* **Work order**
Scan the entries below for the string "UserRecord" and copy every line where it turns up.

* **Input records**
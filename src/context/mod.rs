//! Context retrieval and prompt formatting
//!
//! Assembles the bundle of user profile, task data, and derived statistics
//! consumed by the organizer agent, and renders it into a deterministic
//! plain-text block for prompting.

pub mod builder;
pub mod formatter;
pub mod models;

pub use builder::ContextBuilder;
pub use formatter::format_context_for_prompt;
pub use models::{ContextStats, RetrievedContext, TaskContext, UserContext};
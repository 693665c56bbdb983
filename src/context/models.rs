//! Data models for retrieved context

use crate::store::models::{TaskPriority, TaskRecord, TaskStatus, UserPreferences, UserRecord};
use chrono::{DateTime, Utc};
use serde::{Deserialize, Serialize};

/// Snapshot of a user for prompting purposes. Built fresh on every
/// retrieval, never cached across requests.
#[derive(Debug, Clone, Serialize, Deserialize)]
#[serde(rename_all = "camelCase")]
pub struct UserContext {
    pub id: String,
    pub name: String,
    pub email: String,
    pub level: i32,
    pub xp: i64,
    pub total_tasks_completed: i64,
    pub preferences: UserPreferences,
}

impl From<UserRecord> for UserContext {
    fn from(record: UserRecord) -> Self {
        Self {
            id: record.id,
            name: record.name,
            email: record.email,
            level: record.level,
            xp: record.xp,
            total_tasks_completed: record.total_tasks_completed,
            preferences: record.preferences,
        }
    }
}

/// A prompt-safe view of a task with its derived overdue flag.
///
/// `is_overdue` is computed once per retrieval against a single snapshot
/// instant; recomputing later may change the result, so callers must not
/// assume stability across calls.
#[derive(Debug, Clone, Serialize, Deserialize)]
#[serde(rename_all = "camelCase")]
pub struct TaskContext {
    pub id: String,
    pub title: String,
    #[serde(skip_serializing_if = "Option::is_none")]
    pub description: Option<String>,
    pub priority: TaskPriority,
    pub status: TaskStatus,
    #[serde(skip_serializing_if = "Option::is_none")]
    pub task_time: Option<DateTime<Utc>>,
    #[serde(skip_serializing_if = "Option::is_none")]
    pub due_date: Option<DateTime<Utc>>,
    #[serde(skip_serializing_if = "Option::is_none")]
    pub completed_at: Option<DateTime<Utc>>,
    pub points: i32,
    pub tags: Vec<String>,
    pub created_at: DateTime<Utc>,
    pub updated_at: DateTime<Utc>,
    pub is_overdue: bool,
}

impl TaskContext {
    /// Derive the prompt view of a task record against a snapshot instant.
    pub fn from_record(record: TaskRecord, now: DateTime<Utc>) -> Self {
        let is_overdue = record
            .due_date
            .map(|due| due < now && record.status != TaskStatus::Completed)
            .unwrap_or(false);

        Self {
            id: record.id,
            title: record.title,
            description: record.description,
            priority: record.priority,
            status: record.status,
            task_time: record.task_time,
            due_date: record.due_date,
            completed_at: record.completed_at,
            points: record.points,
            tags: record.tags,
            created_at: record.created_at,
            updated_at: record.updated_at,
            is_overdue,
        }
    }
}

/// Aggregate counts over a task list
#[derive(Debug, Clone, Default, PartialEq, Eq, Serialize, Deserialize)]
#[serde(rename_all = "camelCase")]
pub struct ContextStats {
    pub total: usize,
    pub pending: usize,
    pub in_progress: usize,
    pub completed: usize,
    pub overdue: usize,
}

impl ContextStats {
    /// Fold the stats from a task list. Computing them from the same list
    /// the formatter consumes keeps the counts consistent by construction.
    pub fn from_tasks(tasks: &[TaskContext]) -> Self {
        let mut stats = Self {
            total: tasks.len(),
            ..Self::default()
        };

        for task in tasks {
            match task.status {
                TaskStatus::Pending => stats.pending += 1,
                TaskStatus::InProgress => stats.in_progress += 1,
                TaskStatus::Completed => stats.completed += 1,
                TaskStatus::Cancelled => {}
            }
            if task.is_overdue {
                stats.overdue += 1;
            }
        }

        stats
    }
}

/// The aggregate passed to formatting. Ephemeral: built and consumed within
/// a single logical operation, never persisted.
#[derive(Debug, Clone, Serialize, Deserialize)]
pub struct RetrievedContext {
    pub user: UserContext,
    /// Ordered newest-created first
    pub tasks: Vec<TaskContext>,
    pub stats: ContextStats,
}

#[cfg(test)]
mod tests {
    use super::*;
    use chrono::TimeZone;

    fn task(status: TaskStatus, due_date: Option<DateTime<Utc>>) -> TaskRecord {
        let created = Utc.with_ymd_and_hms(2024, 1, 1, 0, 0, 0).unwrap();
        TaskRecord {
            id: "t1".to_string(),
            title: "Task".to_string(),
            description: None,
            priority: TaskPriority::Medium,
            status,
            task_time: None,
            due_date,
            completed_at: None,
            points: 10,
            tags: vec![],
            created_at: created,
            updated_at: created,
        }
    }

    #[test]
    fn test_overdue_requires_past_due_date() {
        let now = Utc.with_ymd_and_hms(2024, 6, 1, 12, 0, 0).unwrap();
        let past = Utc.with_ymd_and_hms(2024, 5, 1, 0, 0, 0).unwrap();
        let future = Utc.with_ymd_and_hms(2024, 7, 1, 0, 0, 0).unwrap();

        let overdue = TaskContext::from_record(task(TaskStatus::Pending, Some(past)), now);
        assert!(overdue.is_overdue);

        let upcoming = TaskContext::from_record(task(TaskStatus::Pending, Some(future)), now);
        assert!(!upcoming.is_overdue);

        let undated = TaskContext::from_record(task(TaskStatus::Pending, None), now);
        assert!(!undated.is_overdue);
    }

    #[test]
    fn test_completed_task_is_never_overdue() {
        let now = Utc.with_ymd_and_hms(2024, 6, 1, 12, 0, 0).unwrap();
        let past = Utc.with_ymd_and_hms(2024, 5, 1, 0, 0, 0).unwrap();

        let completed = TaskContext::from_record(task(TaskStatus::Completed, Some(past)), now);
        assert!(!completed.is_overdue);

        // A cancelled task with a past due date still counts as overdue
        let cancelled = TaskContext::from_record(task(TaskStatus::Cancelled, Some(past)), now);
        assert!(cancelled.is_overdue);
    }

    #[test]
    fn test_due_exactly_now_is_not_overdue() {
        let now = Utc.with_ymd_and_hms(2024, 6, 1, 12, 0, 0).unwrap();
        let at_now = TaskContext::from_record(task(TaskStatus::Pending, Some(now)), now);
        assert!(!at_now.is_overdue);
    }

    #[test]
    fn test_stats_partition_by_status() {
        let now = Utc.with_ymd_and_hms(2024, 6, 1, 12, 0, 0).unwrap();
        let past = Utc.with_ymd_and_hms(2024, 5, 1, 0, 0, 0).unwrap();

        let tasks: Vec<TaskContext> = vec![
            TaskContext::from_record(task(TaskStatus::Pending, Some(past)), now),
            TaskContext::from_record(task(TaskStatus::Pending, None), now),
            TaskContext::from_record(task(TaskStatus::InProgress, None), now),
            TaskContext::from_record(task(TaskStatus::Completed, Some(past)), now),
            TaskContext::from_record(task(TaskStatus::Cancelled, None), now),
        ];

        let stats = ContextStats::from_tasks(&tasks);
        assert_eq!(stats.total, 5);
        assert_eq!(stats.pending, 2);
        assert_eq!(stats.in_progress, 1);
        assert_eq!(stats.completed, 1);
        assert_eq!(stats.overdue, 1);

        // The status partition covers the total
        let cancelled = tasks
            .iter()
            .filter(|t| t.status == TaskStatus::Cancelled)
            .count();
        assert_eq!(
            stats.pending + stats.in_progress + stats.completed + cancelled,
            stats.total
        );
    }
}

* **Result of this task**
use crate::store::models::{TaskPriority, TaskRecord, TaskStatus, UserPreferences, UserRecord};
impl From<UserRecord> for UserContext {
    fn from(record: UserRecord) -> Self {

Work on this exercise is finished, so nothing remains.